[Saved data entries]
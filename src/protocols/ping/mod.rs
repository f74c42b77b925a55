//! Ping protocol implementation.
//!
//! A minimal protocol for health checks and latency measurement:
//! - Client sends: `PING\r\n` or `PING <message>\r\n`
//! - Server responds: `PONG\r\n` or `PONG <message>\r\n`
//! - `QUIT\r\n` is answered with `OK\r\n`, then the connection is closed
//!
//! ## Protocol Format
//!
//! ```text
//! Request:  PING\r\n
//! Response: PONG\r\n
//!
//! Request:  PING hello\r\n
//! Response: PONG hello\r\n
//! ```
//!
//! Unknown commands get `ERROR unknown command\r\n`. Lines longer than
//! `MAX_LINE_LENGTH` get `ERROR line too long\r\n` and close the connection.

pub mod handler;
pub mod parser;

pub use handler::PingProtocol;
pub use parser::MAX_LINE_LENGTH;
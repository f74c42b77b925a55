//! Resolved peer addresses.
//!
//! An `Address` is the numeric host/port text of a connected peer. It is
//! built once at accept time from the raw socket address returned by
//! `accept(2)` and never changes afterwards.

use socket2::SockAddr;
use std::fmt;
use std::net::SocketAddr;
use thiserror::Error;

/// Failure to turn a raw socket address into an [`Address`].
#[derive(Debug, Clone, PartialEq, Eq, Error)]
pub enum AddressError {
    /// The address is not an IPv4 or IPv6 socket address.
    #[error("unsupported address family {0}")]
    UnsupportedFamily(u16),
}

/// Numeric host and service of a peer.
#[derive(Debug, Clone, PartialEq, Eq)]
pub struct Address {
    socket_addr: SocketAddr,
    host: String,
    port: String,
}

impl Address {
    /// Resolve a raw peer address.
    ///
    /// Either every field is populated or an error is returned; there is no
    /// partially valid `Address`.
    pub fn resolve(raw: &SockAddr) -> Result<Self, AddressError> {
        raw.as_socket()
            .map(Self::from)
            .ok_or_else(|| AddressError::UnsupportedFamily(u16::from(raw.family())))
    }

    /// Numeric host, e.g. `127.0.0.1` or `::1`.
    pub fn host(&self) -> &str {
        &self.host
    }

    /// Numeric port, e.g. `1618`.
    pub fn port(&self) -> &str {
        &self.port
    }
}

impl From<SocketAddr> for Address {
    fn from(socket_addr: SocketAddr) -> Self {
        Self {
            socket_addr,
            host: socket_addr.ip().to_string(),
            port: socket_addr.port().to_string(),
        }
    }
}

impl fmt::Display for Address {
    fn fmt(&self, f: &mut fmt::Formatter<'_>) -> fmt::Result {
        self.socket_addr.fmt(f)
    }
}

#[cfg(test)]
mod tests {
    use super::*;

    #[test]
    fn test_resolve_ipv4() {
        let raw = SockAddr::from("10.1.2.3:4567".parse::<SocketAddr>().unwrap());
        let address = Address::resolve(&raw).unwrap();
        assert_eq!(address.host(), "10.1.2.3");
        assert_eq!(address.port(), "4567");
        assert_eq!(address.to_string(), "10.1.2.3:4567");
    }

    #[test]
    fn test_resolve_ipv6() {
        let raw = SockAddr::from("[::1]:80".parse::<SocketAddr>().unwrap());
        let address = Address::resolve(&raw).unwrap();
        assert_eq!(address.host(), "::1");
        assert_eq!(address.port(), "80");
        assert_eq!(address.to_string(), "[::1]:80");
    }

    #[test]
    fn test_resolve_unix_fails() {
        let raw = SockAddr::unix("/tmp/strand-address-test.sock").unwrap();
        match Address::resolve(&raw) {
            Err(AddressError::UnsupportedFamily(family)) => {
                assert_eq!(family, libc::AF_UNIX as u16);
            }
            other => panic!("unexpected: {:?}", other),
        }
    }
}
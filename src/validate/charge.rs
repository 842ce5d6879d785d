use super::{FailureReason, ValidationError, ValidationHandler, ValidationResult};
use crate::element;
use crate::molecule::Molecule;
use tracing::*;

/// Largest total charge magnitude a structure may carry.
pub const MAX_TOTAL_CHARGE: i64 = 4;

/// Rejects empty structures and grossly unbalanced charge; flags per-atom charges outside the
/// element's usual range.
#[derive(Debug, Clone, Copy, Default)]
pub struct ChargeBalanceHandler;

impl ValidationHandler for ChargeBalanceHandler {
    fn name(&self) -> &'static str {
        "charge balance"
    }

    fn check(
        &self,
        molecule: &Molecule,
        result: &mut ValidationResult,
    ) -> Result<(), ValidationError> {
        if molecule.is_empty() {
            return Err(ValidationError::new(
                FailureReason::EmptyStructure,
                "molecule has no atoms",
            ));
        }

        for atom in molecule.atoms() {
            let (low, high) = element::charge_range(&atom.symbol);
            if atom.formal_charge < low || atom.formal_charge > high {
                trace!(
                    "{} atom {} has charge {} outside [{low}, {high}]",
                    atom.symbol,
                    atom.id,
                    atom.formal_charge
                );
                result.add_error(
                    ValidationError::new(
                        FailureReason::InvalidAtom,
                        format!(
                            "charge {} on {} is outside [{low}, {high}]",
                            atom.formal_charge, atom.symbol
                        ),
                    )
                    .at_atom(atom.id),
                );
            }
        }

        let total = molecule.total_charge();
        if total.abs() > MAX_TOTAL_CHARGE {
            return Err(ValidationError::new(
                FailureReason::ChargeImbalance,
                format!("total charge {total} exceeds {MAX_TOTAL_CHARGE} in magnitude"),
            ));
        }
        if total != 0 {
            result.add_warning(format!("molecule carries a net charge of {total}"), None);
        }
        Ok(())
    }
}

#[cfg(test)]
mod tests {
    use super::*;
    use crate::molecule::Atom;

    fn single(atom: Atom) -> Molecule {
        let mut molecule = Molecule::new();
        molecule.add_atom(atom).unwrap();
        molecule
    }

    fn run(molecule: &Molecule) -> (Result<(), ValidationError>, ValidationResult) {
        let mut result = ValidationResult::new();
        let outcome = ChargeBalanceHandler.check(molecule, &mut result);
        (outcome, result)
    }

    #[test]
    fn test_neutral_passes_quietly() {
        let (outcome, result) = run(&single(Atom::new(0, "C").with_hydrogens(4)));
        assert!(outcome.is_ok());
        assert!(result.errors().is_empty());
        assert!(result.warnings().is_empty());
    }

    #[test]
    fn test_large_charge_is_terminal() {
        let (outcome, _) = run(&single(Atom::new(0, "C").with_charge(5)));
        assert_eq!(outcome.unwrap_err().reason, FailureReason::ChargeImbalance);
    }

    #[test]
    fn test_out_of_range_atom_is_recorded() {
        // O+ is outside oxygen's [-1, 0]; total +1 is only a warning
        let (outcome, result) = run(&single(Atom::new(7, "O").with_charge(1)));
        assert!(outcome.is_ok());
        assert_eq!(result.errors().len(), 1);
        assert_eq!(result.errors()[0].reason, FailureReason::InvalidAtom);
        assert_eq!(result.errors()[0].atom_id, Some(7));
        assert_eq!(result.warnings().len(), 1);
    }

    #[test]
    fn test_default_range() {
        let (_, result) = run(&single(Atom::new(0, "Fe").with_charge(2)));
        assert!(result.errors().is_empty());
        let (_, result) = run(&single(Atom::new(0, "Fe").with_charge(3)));
        assert_eq!(result.errors().len(), 1);
    }

    #[test]
    fn test_extreme_charges_are_reported() {
        let mut molecule = Molecule::new();
        molecule.add_atom(Atom::new(0, "Fe").with_charge(i32::MAX)).unwrap();
        molecule.add_atom(Atom::new(1, "Fe").with_charge(1)).unwrap();
        let (outcome, result) = run(&molecule);
        assert_eq!(outcome.unwrap_err().reason, FailureReason::ChargeImbalance);
        assert_eq!(result.errors().len(), 1);

        let mut molecule = Molecule::new();
        molecule.add_atom(Atom::new(0, "Fe").with_charge(i32::MIN)).unwrap();
        molecule.add_atom(Atom::new(1, "Fe").with_charge(i32::MIN)).unwrap();
        let (outcome, _) = run(&molecule);
        assert_eq!(outcome.unwrap_err().reason, FailureReason::ChargeImbalance);
    }

    #[test]
    fn test_balanced_salt() {
        let mut molecule = Molecule::new();
        molecule.add_atom(Atom::new(0, "Na").with_charge(1)).unwrap();
        molecule.add_atom(Atom::new(1, "Cl").with_charge(-1)).unwrap();
        let (outcome, result) = run(&molecule);
        assert!(outcome.is_ok());
        assert!(result.is_valid());
        assert!(result.warnings().is_empty());
    }
}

# PROBLEM TO SOLVE
Within the data, how many lines hold "ChargeBalanceHandler"? Respond with only the number.

# ANSWER AREA
3